──────── Data to process ────────
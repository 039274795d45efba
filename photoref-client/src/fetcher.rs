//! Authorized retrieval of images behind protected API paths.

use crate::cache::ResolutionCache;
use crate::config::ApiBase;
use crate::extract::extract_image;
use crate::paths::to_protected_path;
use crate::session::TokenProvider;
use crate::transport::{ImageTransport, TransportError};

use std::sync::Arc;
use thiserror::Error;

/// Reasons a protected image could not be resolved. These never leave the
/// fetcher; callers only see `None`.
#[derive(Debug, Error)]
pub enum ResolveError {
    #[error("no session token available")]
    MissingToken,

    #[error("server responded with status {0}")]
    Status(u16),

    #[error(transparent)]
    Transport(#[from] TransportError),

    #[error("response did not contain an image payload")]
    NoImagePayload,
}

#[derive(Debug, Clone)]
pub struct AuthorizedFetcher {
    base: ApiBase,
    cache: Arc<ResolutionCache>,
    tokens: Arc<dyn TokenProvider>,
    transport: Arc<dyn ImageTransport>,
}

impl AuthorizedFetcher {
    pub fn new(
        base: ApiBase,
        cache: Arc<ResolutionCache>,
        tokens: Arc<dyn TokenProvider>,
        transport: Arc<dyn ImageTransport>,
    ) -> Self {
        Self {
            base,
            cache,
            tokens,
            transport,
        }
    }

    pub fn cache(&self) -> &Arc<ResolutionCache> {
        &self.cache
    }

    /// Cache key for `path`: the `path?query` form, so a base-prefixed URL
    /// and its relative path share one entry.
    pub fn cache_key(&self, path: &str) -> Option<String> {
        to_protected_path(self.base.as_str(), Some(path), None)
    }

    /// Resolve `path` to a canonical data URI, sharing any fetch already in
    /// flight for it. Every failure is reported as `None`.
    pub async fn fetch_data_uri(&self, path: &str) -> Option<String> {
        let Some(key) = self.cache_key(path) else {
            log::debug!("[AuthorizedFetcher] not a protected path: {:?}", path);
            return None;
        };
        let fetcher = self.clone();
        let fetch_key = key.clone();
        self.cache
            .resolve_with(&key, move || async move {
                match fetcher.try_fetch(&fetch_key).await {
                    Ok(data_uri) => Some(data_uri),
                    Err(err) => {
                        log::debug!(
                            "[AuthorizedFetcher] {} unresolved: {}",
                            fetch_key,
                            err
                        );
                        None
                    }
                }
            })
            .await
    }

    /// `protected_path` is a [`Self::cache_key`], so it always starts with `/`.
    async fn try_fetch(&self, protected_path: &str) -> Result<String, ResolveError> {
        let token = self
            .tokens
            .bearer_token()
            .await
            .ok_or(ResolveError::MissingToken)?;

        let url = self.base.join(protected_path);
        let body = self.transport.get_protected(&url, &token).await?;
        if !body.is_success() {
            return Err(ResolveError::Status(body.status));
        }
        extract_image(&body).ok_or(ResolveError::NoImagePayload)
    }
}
────────
──────── Data to process ────────
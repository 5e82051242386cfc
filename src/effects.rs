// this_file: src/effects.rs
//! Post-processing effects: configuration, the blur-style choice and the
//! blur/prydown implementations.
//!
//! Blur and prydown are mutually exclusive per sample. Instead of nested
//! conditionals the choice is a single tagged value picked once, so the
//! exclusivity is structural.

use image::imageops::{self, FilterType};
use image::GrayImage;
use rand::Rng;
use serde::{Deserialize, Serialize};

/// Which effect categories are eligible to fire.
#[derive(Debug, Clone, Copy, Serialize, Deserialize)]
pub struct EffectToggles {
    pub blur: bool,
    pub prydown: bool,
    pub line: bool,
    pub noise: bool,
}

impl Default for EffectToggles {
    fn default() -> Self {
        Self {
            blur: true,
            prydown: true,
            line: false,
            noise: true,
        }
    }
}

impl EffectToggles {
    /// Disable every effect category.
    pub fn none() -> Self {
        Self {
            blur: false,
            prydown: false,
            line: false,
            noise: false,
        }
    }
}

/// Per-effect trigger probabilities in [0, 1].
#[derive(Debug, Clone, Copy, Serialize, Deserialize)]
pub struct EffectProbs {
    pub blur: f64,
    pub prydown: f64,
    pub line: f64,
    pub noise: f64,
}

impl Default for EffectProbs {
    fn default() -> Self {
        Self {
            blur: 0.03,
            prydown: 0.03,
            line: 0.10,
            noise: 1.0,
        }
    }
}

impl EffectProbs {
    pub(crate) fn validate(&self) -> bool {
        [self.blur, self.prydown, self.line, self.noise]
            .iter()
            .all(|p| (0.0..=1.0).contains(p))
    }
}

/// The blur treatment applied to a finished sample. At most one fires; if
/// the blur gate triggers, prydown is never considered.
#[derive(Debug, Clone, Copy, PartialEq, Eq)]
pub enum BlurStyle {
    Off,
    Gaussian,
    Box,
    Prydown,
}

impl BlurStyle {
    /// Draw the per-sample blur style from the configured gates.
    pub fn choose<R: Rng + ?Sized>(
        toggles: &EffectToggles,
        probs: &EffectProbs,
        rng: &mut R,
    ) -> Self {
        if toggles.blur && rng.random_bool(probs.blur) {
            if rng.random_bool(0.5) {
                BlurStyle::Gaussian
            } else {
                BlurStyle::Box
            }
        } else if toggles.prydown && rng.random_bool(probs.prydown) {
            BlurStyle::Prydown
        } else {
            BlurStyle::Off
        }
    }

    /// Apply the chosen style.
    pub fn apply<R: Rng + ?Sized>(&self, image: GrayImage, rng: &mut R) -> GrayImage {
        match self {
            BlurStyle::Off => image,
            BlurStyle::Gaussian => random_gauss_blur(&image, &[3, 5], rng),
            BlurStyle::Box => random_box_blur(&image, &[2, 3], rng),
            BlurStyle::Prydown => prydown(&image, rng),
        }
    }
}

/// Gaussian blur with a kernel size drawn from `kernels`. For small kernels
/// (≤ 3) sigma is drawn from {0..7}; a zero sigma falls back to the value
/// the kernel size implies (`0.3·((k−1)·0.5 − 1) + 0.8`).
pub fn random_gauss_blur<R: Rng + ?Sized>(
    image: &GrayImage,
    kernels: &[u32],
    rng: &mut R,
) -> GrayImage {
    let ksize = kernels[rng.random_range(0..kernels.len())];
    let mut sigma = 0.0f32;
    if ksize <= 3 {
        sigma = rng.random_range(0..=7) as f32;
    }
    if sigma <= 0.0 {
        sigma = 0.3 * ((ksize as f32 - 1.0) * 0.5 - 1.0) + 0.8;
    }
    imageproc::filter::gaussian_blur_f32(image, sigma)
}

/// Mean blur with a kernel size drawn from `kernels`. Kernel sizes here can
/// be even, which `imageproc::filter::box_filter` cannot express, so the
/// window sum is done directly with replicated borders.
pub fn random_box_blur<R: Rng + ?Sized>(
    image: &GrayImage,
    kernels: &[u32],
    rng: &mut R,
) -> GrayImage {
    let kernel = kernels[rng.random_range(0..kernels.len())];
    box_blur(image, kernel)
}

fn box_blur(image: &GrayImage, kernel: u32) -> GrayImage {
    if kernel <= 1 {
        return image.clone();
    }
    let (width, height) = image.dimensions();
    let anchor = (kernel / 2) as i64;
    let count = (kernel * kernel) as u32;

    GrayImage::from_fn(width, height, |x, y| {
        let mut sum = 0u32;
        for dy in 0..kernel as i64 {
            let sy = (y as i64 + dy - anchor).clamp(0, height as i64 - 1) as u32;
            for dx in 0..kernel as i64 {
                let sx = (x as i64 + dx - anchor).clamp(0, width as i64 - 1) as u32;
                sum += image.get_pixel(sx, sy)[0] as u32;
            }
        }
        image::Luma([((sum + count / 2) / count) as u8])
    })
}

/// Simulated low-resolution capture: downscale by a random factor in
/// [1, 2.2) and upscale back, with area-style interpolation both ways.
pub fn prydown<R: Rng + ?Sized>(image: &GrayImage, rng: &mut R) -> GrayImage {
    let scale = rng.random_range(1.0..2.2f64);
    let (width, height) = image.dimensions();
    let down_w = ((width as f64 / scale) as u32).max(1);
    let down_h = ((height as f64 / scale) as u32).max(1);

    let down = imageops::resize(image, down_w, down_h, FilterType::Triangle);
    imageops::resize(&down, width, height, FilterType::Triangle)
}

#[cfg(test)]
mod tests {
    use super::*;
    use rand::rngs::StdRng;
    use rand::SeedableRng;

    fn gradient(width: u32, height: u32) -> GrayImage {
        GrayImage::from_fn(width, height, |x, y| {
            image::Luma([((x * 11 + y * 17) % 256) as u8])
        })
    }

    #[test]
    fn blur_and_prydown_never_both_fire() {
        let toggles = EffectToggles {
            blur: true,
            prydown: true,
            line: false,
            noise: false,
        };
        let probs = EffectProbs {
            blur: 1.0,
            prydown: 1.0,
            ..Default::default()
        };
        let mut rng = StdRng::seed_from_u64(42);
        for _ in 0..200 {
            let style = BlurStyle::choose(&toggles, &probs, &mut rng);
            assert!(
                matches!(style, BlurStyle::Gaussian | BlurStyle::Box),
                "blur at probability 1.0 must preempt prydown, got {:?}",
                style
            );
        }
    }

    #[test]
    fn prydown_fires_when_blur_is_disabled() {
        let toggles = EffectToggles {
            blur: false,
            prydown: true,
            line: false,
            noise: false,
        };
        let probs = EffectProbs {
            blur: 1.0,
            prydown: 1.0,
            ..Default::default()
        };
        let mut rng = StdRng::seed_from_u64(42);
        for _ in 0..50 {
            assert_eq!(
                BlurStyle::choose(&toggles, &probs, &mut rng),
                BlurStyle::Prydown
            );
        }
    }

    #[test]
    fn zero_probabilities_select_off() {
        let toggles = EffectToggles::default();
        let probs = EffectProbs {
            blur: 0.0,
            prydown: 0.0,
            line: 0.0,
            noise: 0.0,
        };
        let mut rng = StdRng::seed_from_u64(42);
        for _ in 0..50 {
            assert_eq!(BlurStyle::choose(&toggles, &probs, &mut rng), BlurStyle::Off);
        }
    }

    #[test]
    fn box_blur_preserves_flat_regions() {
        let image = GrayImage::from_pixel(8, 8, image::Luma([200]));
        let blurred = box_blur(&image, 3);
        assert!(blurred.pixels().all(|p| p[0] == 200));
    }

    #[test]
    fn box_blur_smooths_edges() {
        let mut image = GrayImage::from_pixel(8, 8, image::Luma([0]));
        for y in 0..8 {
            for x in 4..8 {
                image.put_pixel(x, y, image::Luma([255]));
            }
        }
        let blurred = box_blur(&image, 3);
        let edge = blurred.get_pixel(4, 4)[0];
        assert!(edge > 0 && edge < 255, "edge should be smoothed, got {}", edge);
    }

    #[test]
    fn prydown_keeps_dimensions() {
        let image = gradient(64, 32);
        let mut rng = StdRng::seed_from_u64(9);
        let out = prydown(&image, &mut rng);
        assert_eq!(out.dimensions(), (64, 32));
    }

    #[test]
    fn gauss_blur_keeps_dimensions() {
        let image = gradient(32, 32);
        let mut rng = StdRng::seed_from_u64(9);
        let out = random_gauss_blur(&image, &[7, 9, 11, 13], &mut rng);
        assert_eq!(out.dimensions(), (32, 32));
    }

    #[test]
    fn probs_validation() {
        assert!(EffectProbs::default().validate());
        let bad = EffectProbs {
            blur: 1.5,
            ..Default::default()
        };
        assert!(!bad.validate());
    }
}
────────
──────── Data to process ────────
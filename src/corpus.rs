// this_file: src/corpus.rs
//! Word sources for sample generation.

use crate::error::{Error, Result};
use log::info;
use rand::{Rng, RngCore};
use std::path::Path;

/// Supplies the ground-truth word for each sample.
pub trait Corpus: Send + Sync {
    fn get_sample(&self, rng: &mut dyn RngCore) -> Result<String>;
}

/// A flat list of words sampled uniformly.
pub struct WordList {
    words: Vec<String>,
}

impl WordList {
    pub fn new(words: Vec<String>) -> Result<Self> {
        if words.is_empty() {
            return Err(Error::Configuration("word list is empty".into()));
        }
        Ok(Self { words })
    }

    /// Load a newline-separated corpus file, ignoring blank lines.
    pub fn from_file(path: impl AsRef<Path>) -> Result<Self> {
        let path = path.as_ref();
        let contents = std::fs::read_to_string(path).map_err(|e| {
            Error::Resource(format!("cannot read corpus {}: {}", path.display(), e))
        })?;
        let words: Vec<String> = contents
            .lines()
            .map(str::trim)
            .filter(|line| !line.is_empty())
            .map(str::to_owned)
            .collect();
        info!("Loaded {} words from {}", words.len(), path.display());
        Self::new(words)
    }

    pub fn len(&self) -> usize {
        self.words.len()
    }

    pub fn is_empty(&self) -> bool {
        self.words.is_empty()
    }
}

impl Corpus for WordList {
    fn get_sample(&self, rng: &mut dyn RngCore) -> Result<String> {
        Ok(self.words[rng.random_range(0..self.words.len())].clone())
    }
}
────────
* **What is expected**: Show, from the listing above, each line that contains the word "cannot".

* **Solved exercise**:
/// be even, which `imageproc::filter::box_filter` cannot express, so the
            Error::Resource(format!("cannot read corpus {}: {}", path.display(), e))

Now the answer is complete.